Task instructions: Among the records below, which lines contain the string "IntoResponse"? Report them.
★ ★ ★ ★ ★
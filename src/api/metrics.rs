//! Prometheus metrics endpoint.

use axum::{extract::State, http::StatusCode, response::IntoResponse};

use crate::metrics;
use crate::server::AppState;

/// GET /metrics - Prometheus metrics endpoint
pub async fn prometheus_metrics(State(state): State<AppState>) -> impl IntoResponse {
    // Refreshes the pool occupancy gauges as a side effect
    let _ = state.db.pool().stats().await;

    match metrics::encode_metrics() {
        Ok(output) => (
            StatusCode::OK,
            [(axum::http::header::CONTENT_TYPE, "text/plain; version=0.0.4; charset=utf-8")],
            output,
        ),
        Err(e) => {
            tracing::error!(error = %e, "Failed to encode Prometheus metrics");
            (
                StatusCode::INTERNAL_SERVER_ERROR,
                [(axum::http::header::CONTENT_TYPE, "text/plain")],
                format!("Failed to encode metrics: {}", e),
            )
        }
    }
}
★ ★ ★ ★ ★
The completed task:
use axum::{extract::State, http::StatusCode, response::IntoResponse};
pub async fn prometheus_metrics(State(state): State<AppState>) -> impl IntoResponse {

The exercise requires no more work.